SBWs..I read through the site. Thanks. Maybe I haven't taken a correct reading.

_*"It is necessary to de-gas a fermenting must or new wine to achieve a correct acid reading as dissolved carbon dioxide has will affect the test results*_."

I guess I'm going to have to de-gas it, whatever that means...if anyone has advise on this please feel free to offer it.


----------



## Duster (Dec 8, 2010)

as far as degassing I have resurrected my wifes old vacuum sealer. I had to make some slight modifications to the hose it came with to adapt to the bung but all in all it works nicely.
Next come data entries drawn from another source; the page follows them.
//! # SIP Address
//!
//! `Address` is the common `[display-name] <uri> *(;param)` shape shared by
//! the From, To, Contact, Record-Route and Referred-By header values
//! (RFC 3261 Section 20.10).

use std::fmt;
use std::str::FromStr;

use serde::{Deserialize, Serialize};

use crate::error::{Error, Result};
use crate::types::param::{GenericValue, Param};
use crate::types::uri::Uri;

/// An optionally-named URI with header parameters attached.
#[derive(Debug, Clone, PartialEq, Eq, Serialize, Deserialize)]
pub struct Address {
    pub display_name: Option<String>,
    pub uri: Uri,
    pub params: Vec<Param>,
}

impl Address {
    pub fn new(uri: Uri) -> Self {
        Self { display_name: None, uri, params: Vec::new() }
    }

    pub fn new_with_display_name(display_name: impl Into<String>, uri: Uri) -> Self {
        Self { display_name: Some(display_name.into()), uri, params: Vec::new() }
    }

    pub fn display_name(&self) -> Option<&str> {
        self.display_name.as_deref()
    }

    pub fn uri(&self) -> &Uri {
        &self.uri
    }

    pub fn tag(&self) -> Option<&str> {
        self.params.iter().find_map(|p| match p {
            Param::Tag(v) => Some(v.as_str()),
            _ => None,
        })
    }

    pub fn set_tag(&mut self, tag: impl Into<String>) {
        let tag = tag.into();
        if let Some(existing) = self.params.iter_mut().find(|p| matches!(p, Param::Tag(_))) {
            *existing = Param::Tag(tag);
        } else {
            self.params.push(Param::Tag(tag));
        }
    }

    pub fn param(&self, name: &str) -> Option<&Param> {
        self.params.iter().find(|p| match p {
            Param::Other(key, _) => key.eq_ignore_ascii_case(name),
            _ => false,
        })
    }

    /// Checks whether a parameter with the given name is present, matching
    /// both dedicated [`Param`] variants (e.g. `lr`) and generic ones.
    pub fn has_param(&self, name: &str) -> bool {
        self.params.iter().any(|p| match p {
            Param::Lr => name.eq_ignore_ascii_case("lr"),
            Param::Tag(_) => name.eq_ignore_ascii_case("tag"),
            Param::Expires(_) => name.eq_ignore_ascii_case("expires"),
            Param::Other(key, _) => key.eq_ignore_ascii_case(name),
            _ => false,
        })
    }

    /// Parses a `name-addr`/`addr-spec` plus `;param` list (RFC 3261 Section
    /// 20.10), shared by the From/To/Contact/Record-Route/Referred-By header
    /// values: `["Display Name"] "<" uri ">" *(";" param)` or a bare `uri`.
    pub fn parse(input: &str) -> Result<Self> {
        let input = input.trim();

        let (display_name, uri_str, params_str) = if let Some(lt) = input.find('<') {
            let name_part = input[..lt].trim();
            let display_name = if name_part.is_empty() {
                None
            } else {
                Some(name_part.trim_matches('"').to_string())
            };
            let gt = input[lt..]
                .find('>')
                .ok_or_else(|| Error::InvalidUri("unterminated name-addr: missing '>'".to_string()))?
                + lt;
            (display_name, &input[lt + 1..gt], input[gt + 1..].trim_start())
        } else {
            match input.find(';') {
                Some(idx) => (None, &input[..idx], &input[idx..]),
                None => (None, input, ""),
            }
        };

        let uri = Uri::from_str(uri_str.trim())
            .map_err(|e| Error::InvalidUri(format!("{}: {}", uri_str.trim(), e)))?;

        let mut params = Vec::new();
        for segment in params_str.split(';') {
            let segment = segment.trim();
            if segment.is_empty() {
                continue;
            }
            params.push(Self::parse_param(segment));
        }

        Ok(Self { display_name, uri, params })
    }

    fn parse_param(segment: &str) -> Param {
        match segment.split_once('=') {
            Some((name, value)) => {
                let value = value.trim_matches('"');
                match name.to_ascii_lowercase().as_str() {
                    "tag" => Param::Tag(value.to_string()),
                    "expires" => value
                        .parse()
                        .map(Param::Expires)
                        .unwrap_or_else(|_| Param::Other(name.to_string(), Some(GenericValue::Token(value.to_string())))),
                    _ => Param::Other(name.to_string(), Some(GenericValue::Token(value.to_string()))),
                }
            }
            None => {
                if segment.eq_ignore_ascii_case("lr") {
                    Param::Lr
                } else {
                    Param::Other(segment.to_string(), None)
                }
            }
        }
    }
}

impl FromStr for Address {
    type Err = Error;

    fn from_str(s: &str) -> Result<Self> {
        Self::parse(s)
    }
}

impl fmt::Display for Address {
    fn fmt(&self, f: &mut fmt::Formatter<'_>) -> fmt::Result {
        if let Some(name) = &self.display_name {
            write!(f, "\"{}\" <{}>", name, self.uri)?;
        } else {
            write!(f, "<{}>", self.uri)?;
        }
        for param in &self.params {
            write!(f, ";{}", param)?;
        }
        Ok(())
    }
}

#[cfg(test)]
mod tests {
    use super::*;
    use std::str::FromStr;

    #[test]
    fn tag_roundtrips() {
        let uri = Uri::from_str("sip:bob@example.com").unwrap();
        let mut addr = Address::new(uri);
        assert_eq!(addr.tag(), None);
        addr.set_tag("abc123");
        assert_eq!(addr.tag(), Some("abc123"));
        addr.set_tag("def456");
        assert_eq!(addr.tag(), Some("def456"));
    }

    #[test]
    fn display_name_is_optional() {
        let uri = Uri::from_str("sip:bob@example.com").unwrap();
        let addr = Address::new_with_display_name("Bob", uri);
        assert_eq!(addr.display_name(), Some("Bob"));
    }

    #[test]
    fn parses_name_addr_with_tag() {
        let addr = Address::parse("\"Bob\" <sip:bob@example.com>;tag=abc123").unwrap();
        assert_eq!(addr.display_name(), Some("Bob"));
        assert_eq!(addr.uri().to_string(), "sip:bob@example.com");
        assert_eq!(addr.tag(), Some("abc123"));
    }

    #[test]
    fn parses_bare_addr_spec() {
        let addr = Address::parse("sip:bob@example.com;expires=3600").unwrap();
        assert!(addr.display_name().is_none());
        assert_eq!(addr.params.iter().find_map(|p| match p {
            Param::Expires(v) => Some(*v),
            _ => None,
        }), Some(3600));
    }
}
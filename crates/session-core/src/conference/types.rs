//! Core Conference Types
//!
//! Defines the fundamental types used throughout the conference system.

use std::time::{Duration, Instant};
use serde::{Serialize, Deserialize};
use uuid::Uuid;
use crate::api::types::SessionId;

/// Unique identifier for a conference
#[derive(Debug, Clone, PartialEq, Eq, Hash, Serialize, Deserialize)]
pub struct ConferenceId(pub String);

impl ConferenceId {
    pub fn new() -> Self {
        let id = format!("conf_{}", Uuid::new_v4());
        Self(id)
    }

    pub fn from_name(name: &str) -> Self {
        Self(name.to_string())
    }

    pub fn as_str(&self) -> &str {
        &self.0
    }
}

impl std::fmt::Display for ConferenceId {
    fn fmt(&self, f: &mut std::fmt::Formatter<'_>) -> std::fmt::Result {
        write!(f, "{}", self.0)
    }
}

/// Configuration for a conference
#[derive(Debug, Clone, Serialize, Deserialize)]
pub struct ConferenceConfig {
    /// Maximum number of participants allowed
    pub max_participants: usize,
    /// Whether to enable audio mixing
    pub audio_mixing_enabled: bool,
    /// Audio sample rate for mixing (Hz)
    pub audio_sample_rate: u32,
    /// Audio channels (1 = mono, 2 = stereo)
    pub audio_channels: u8,
    /// RTP port range for media sessions
    pub rtp_port_range: Option<(u16, u16)>,
    /// Conference timeout (None = no timeout)
    pub timeout: Option<Duration>,
    /// Conference name for SDP and logging
    pub name: String,
}

impl Default for ConferenceConfig {
    fn default() -> Self {
        Self {
            max_participants: 10,
            audio_mixing_enabled: true,
            audio_sample_rate: 8000, // 8kHz for telephony
            audio_channels: 1, // Mono
            rtp_port_range: Some((10000, 20000)),
            timeout: None,
            name: "Conference Room".to_string(),
        }
    }
}

/// Status of a participant in a conference
#[derive(Debug, Clone, PartialEq, Eq, Serialize, Deserialize)]
pub enum ParticipantStatus {
    /// Participant is joining (INVITE sent/received)
    Joining,
    /// Participant is active in the conference
    Active,
    /// Participant is on hold
    OnHold,
    /// Participant is muted
    Muted,
    /// Participant is leaving (BYE sent/received)
    Leaving,
    /// Participant has left the conference
    Left,
}

/// Current state of a conference
#[derive(Debug, Clone, PartialEq, Eq, Serialize, Deserialize)]
pub enum ConferenceState {
    /// Conference is being created
    Creating,
    /// Conference is active and accepting participants
    Active,
    /// Conference is locked (no new participants)
    Locked,
    /// Conference is being terminated
    Terminating,
    /// Conference has ended
    Terminated,
}

/// Statistics for a conference
#[derive(Debug, Clone)]
pub struct ConferenceStats {
    /// Total number of participants
    pub total_participants: usize,
    /// Number of active participants
    pub active_participants: usize,
    /// Number of participants with active audio
    pub audio_participants: usize,
    /// Conference duration
    pub duration: Duration,
    /// Conference state
    pub state: ConferenceState,
    /// Whether audio mixing is enabled
    pub audio_mixing_enabled: bool,
    /// Time when conference was created
    pub created_at: Instant,
}

/// Information about a participant
#[derive(Debug, Clone)]
pub struct ParticipantInfo {
    /// Session ID for this participant
    pub session_id: SessionId,
    /// SIP URI of the participant
    pub sip_uri: String,
    /// Display name (if available)
    pub display_name: Option<String>,
    /// Current status in conference
    pub status: ParticipantStatus,
    /// RTP port for media (if established)
    pub rtp_port: Option<u16>,
    /// Whether participant has audio active
    pub audio_active: bool,
    /// When participant joined
    pub joined_at: Instant,
}

/// Media configuration for conference
#[derive(Debug, Clone)]
pub struct ConferenceMediaConfig {
    /// Enable audio mixing
    pub enable_mixing: bool,
    /// Audio sample rate
    pub sample_rate: u32,
    /// Audio channels
    pub channels: u8,
    /// Samples per frame
    pub samples_per_frame: usize,
    /// Enable AGC
    pub enable_agc: bool,
    /// Enable noise reduction
    pub enable_noise_reduction: bool,
}

impl Default for ConferenceMediaConfig {
    fn default() -> Self {
        Self {
            enable_mixing: true,
            sample_rate: 8000,
            channels: 1,
            samples_per_frame: 160, // 20ms at 8kHz
            enable_agc: false,
            enable_noise_reduction: false,
        }
    }
} impl HybridConfigBuilder {
    /// Set the from URI for outgoing requests
    pub fn with_from_uri(mut self, from_uri: impl Into<String>) -> Self {
        self.behavior.from_uri = Some(from_uri.into());
        self
    }
    
    /// Set the server domain
    pub fn with_domain(mut self, domain: impl Into<String>) -> Self {
        self.behavior.domain = Some(domain.into());
        self
    }
    
    /// Enable automatic authentication with credentials
    pub fn with_auth(mut self, username: impl Into<String>, password: impl Into<String>) -> Self {
        self.behavior.auto_auth = true;
        self.behavior.credentials = Some(Credentials::new(username, password));
        self
    }
    
    /// Set custom credentials without enabling auto-auth
    pub fn with_credentials(mut self, credentials: Credentials) -> Self {
        self.behavior.credentials = Some(credentials);
        self
    }
    
    /// Enable automatic OPTIONS responses
    pub fn with_auto_options(mut self) -> Self {
        self.behavior.auto_options_response = true;
        self
    }
    
    /// Enable automatic REGISTER responses
    pub fn with_auto_register(mut self) -> Self {
        self.behavior.auto_register_response = true;
        self
    }
    
    /// Customize the dialog configuration
    pub fn with_dialog_config<F>(mut self, f: F) -> Self 
    where 
        F: FnOnce(DialogConfig) -> DialogConfig
    {
        self.behavior.dialog = f(self.behavior.dialog);
        self
    }
    
    /// Build the final configuration
    pub fn build(self) -> DialogManagerConfig {
        DialogManagerConfig::Hybrid(self.behavior)
    }
}

// Convenience conversions for backward compatibility
impl From<crate::api::ClientConfig> for DialogManagerConfig {
    fn from(client_config: crate::api::ClientConfig) -> Self {
        DialogManagerConfig::Client(ClientBehavior {
            dialog: client_config.dialog,
            from_uri: client_config.from_uri,
            auto_auth: client_config.auto_auth,
            credentials: client_config.credentials,
        })
    }
}

impl From<crate::api::ServerConfig> for DialogManagerConfig {
    fn from(server_config: crate::api::ServerConfig) -> Self {
        DialogManagerConfig::Server(ServerBehavior {
            dialog: server_config.dialog,
            domain: server_config.domain,
            auto_options_response: server_config.auto_options_response,
            auto_register_response: server_config.auto_register_response,
        })
    }
} //! Example demonstrating RTCP APPLICATION packet handling
//!
//! This example shows how RTCP APP packets can be sent and received
//! between RTP sessions.

use bytes::Bytes;
use std::time::Duration;
use tokio::time;
use tracing::{info, debug, error, warn};
use rvoip_rtp_core::{
    RtpSession, RtpSessionConfig, RtpSessionEvent, RtpEvent,
    packet::rtcp::{RtcpPacket, RtcpApplicationDefined},
    transport::RtpTransport,
};

#[tokio::main]
async fn main() -> Result<(), Box<dyn std::error::Error>> {
    // Initialize logging
    tracing_subscriber::fmt()
        .with_max_level(tracing::Level::DEBUG)
        .init();
    
    info!("Starting RTCP APP packet example");
    
    // Create sender and receiver sessions
    let sender_config = RtpSessionConfig {
        local_addr: "127.0.0.1:0".parse().unwrap(),
        remote_addr: None,
        ssrc: Some(0x12345678),
        payload_type: 0, // PCM µ-law
        clock_rate: 8000, // 8 kHz
        jitter_buffer_size: Some(5),
        max_packet_age_ms: Some(100),
        enable_jitter_buffer: true,
    };
    
    let receiver_config = RtpSessionConfig {
        local_addr: "127.0.0.1:0".parse().unwrap(),
        remote_addr: None,
        ssrc: Some(0x87654321),
        payload_type: 0, // PCM µ-law
        clock_rate: 8000, // 8 kHz
        jitter_buffer_size: Some(5),
        max_packet_age_ms: Some(100),
        enable_jitter_buffer: true,
    };
    
    // Create the sessions
    let mut sender_session = RtpSession::new(sender_config).await?;
    let mut receiver_session = RtpSession::new(receiver_config).await?;
    
    // Get addresses
    let sender_addr = sender_session.local_addr()?;
    let receiver_addr = receiver_session.local_addr()?;
    
    info!("Sender bound to {}", sender_addr);
    info!("Receiver bound to {}", receiver_addr);
    
    // Set remote addresses
    sender_session.set_remote_addr(receiver_addr).await;
    receiver_session.set_remote_addr(sender_addr).await;
    
    // Create a task to listen for RTCP events on the receiver side
    let receiver_transport = receiver_session.transport();
    let mut receiver_transport_events = receiver_transport.subscribe();
    
    let rtcp_task = tokio::spawn(async move {
        info!("Receiver waiting for RTCP packets...");
        
        while let Ok(event) = receiver_transport_events.recv().await {
            match event {
                RtpEvent::RtcpReceived { data, source } => {
                    match RtcpPacket::parse(&data) {
                        Ok(packet) => {
                            match packet {
                                RtcpPacket::ApplicationDefined(app) => {
                                    info!("Received APP packet:");
                                    info!("  SSRC: {:08x}", app.ssrc);
                                    info!("  Name: {}", app.name_str());
                                    info!("  Data length: {} bytes", app.data.len());
                                    
                                    if let Ok(text) = std::str::from_utf8(&app.data) {
                                        info!("  Data: {}", text);
                                    }
                                    
                                    break;
                                }
                                _ => {
                                    debug!("Received non-APP RTCP packet: {:?}", packet);
                                }
                            }
                        }
                        Err(e) => {
                            error!("Failed to parse RTCP packet: {}", e);
                        }
                    }
                }
                _ => {
                    // Ignore other events
                }
            }
        }
        
        info!("RTCP APP handler finished");
    });
    
    // Send a few RTP packets to establish the session
    for i in 0..2 {
        let message = format!("Test packet {}", i);
        let payload = Bytes::from(message.as_bytes().to_vec());
        
        // Send packet
        let timestamp = i * 160; // 20ms worth of samples at 8kHz
        
        info!("Sending RTP packet {} with timestamp {}", i, timestamp);
        sender_session.send_packet(timestamp, payload, true).await?;
        
        // Wait a bit between packets
        time::sleep(Duration::from_millis(50)).await;
    }
    
    // Wait to ensure RTP packets are processed
    time::sleep(Duration::from_millis(100)).await;
    
    // Create an APP packet
    let app_packet = RtcpApplicationDefined::new_with_name(
        sender_session.get_ssrc(),
        "TEST"
    )?;
    
    // Set some application data (just a test message)
    let app_data = Bytes::from("This is application-specific data".as_bytes().to_vec());
    let mut app_packet = app_packet;
    app_packet.set_data(app_data);
    
    // Create an RTCP packet with the APP packet
    let rtcp_packet = RtcpPacket::ApplicationDefined(app_packet);
    
    // Serialize and send
    let rtcp_data = rtcp_packet.serialize()?;
    
    // Send the RTCP APP packet directly to the receiver
    info!("Sending RTCP APP packet");
    sender_session.transport().send_rtcp_bytes(&rtcp_data, receiver_addr).await?;
    
    // Wait for the APP packet to be processed
    match tokio::time::timeout(Duration::from_millis(500), rtcp_task).await {
        Ok(_) => info!("APP packet processing completed"),
        Err(_) => warn!("Timeout waiting for APP packet processing to complete"),
    }
    
    // Clean up sessions
    sender_session.close().await?;
    receiver_session.close().await?;
    
    info!("Example completed");
    Ok(())
}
I hit the vacuum button a couple three times then walk away to let the motor rest, have a drink, and repeat.


----------



## Wade E (Dec 8, 2010)

Most people use at least a drill mounted stirrer that supply store like the 2 advertisers above sell. Some people use a big spoon but IMO unless you are also bulk aging this wine for many months along with this you wont get the gas out very well and it will not clear well if not done well plus tingle your tongue and feel carbobated. A electric pump like I will be selling on here soon is the best method.


----------